Character sets and code pages

Even with the same encoding scheme, different CCSIDs exist, and the same code point can represent a different character in different CCSIDs. Furthermore, a byte in a character string does not necessarily represent a character from a single-byte character set (SBCS).

The following figure shows how a typical character set might map to different code points in two different code pages.

Begin figure description. A table shows an ASCII code page and another table shows an EBCDIC code page. Character set ss1 maps to different code points for each code page. End figure description. — Figure 1. Code page mappings for character set ss1 in ASCII and EBCDIC

For Unicode, there is only one CCSID for UTF-8 and only one CCSID for UTF-16. The following figure shows how the first 127 single code points for UTF-8 are the same as ASCII with a CCSID of 367. For example, in both UTF-8 and ASCII CCSID 367, an A is X'41' and a 1 is X'31'.
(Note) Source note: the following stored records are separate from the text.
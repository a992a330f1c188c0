use thiserror::Error;

use models::errors::ModelError;

#[derive(Debug, Error)]
pub enum ServiceError {
    #[error("validation error: {0}")]
    Validation(String),
    #[error("already exists: {0}")]
    AlreadyExists(String),
    #[error("not found: {0}")]
    NotFound(String),
    #[error("database error: {0}")]
    Db(String),
}

impl ServiceError {
    pub fn not_found(entity: &str) -> Self { Self::NotFound(format!("{} not found", entity)) }

    /// Second account for a mobile number, however storage detected it.
    pub fn already_registered(mobile_number: &str) -> Self {
        Self::AlreadyExists(format!("Loan already registered with given mobileNumber {}", mobile_number))
    }

    /// Stable code for external mapping/logging
    pub fn code(&self) -> &'static str {
        match self {
            ServiceError::Validation(_) => "VALIDATION_ERROR",
            ServiceError::AlreadyExists(_) => "ALREADY_EXISTS",
            ServiceError::NotFound(_) => "NOT_FOUND",
            ServiceError::Db(_) => "INTERNAL_ERROR",
        }
    }
}

impl From<ModelError> for ServiceError {
    fn from(e: ModelError) -> Self {
        match e {
            ModelError::Validation(msg) => ServiceError::Validation(msg),
            ModelError::Db(msg) => ServiceError::Db(msg),
        }
    }
}
pub mod errors;
pub mod db;
pub mod loan;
Begin figure description. A table that shows the code point mapping for the first 127 code points for UTF-8. End figure description. — Figure 2. Code point mapping for the first 127 code points for UTF-8 single-byte characters (CCSID 1208)

The following figure shows a comparison of how some UTF-16 and UTF-8 code points map to some sample characters. The character for the eighth note musical symbol takes two 2 byte code points because it is a supplementary character.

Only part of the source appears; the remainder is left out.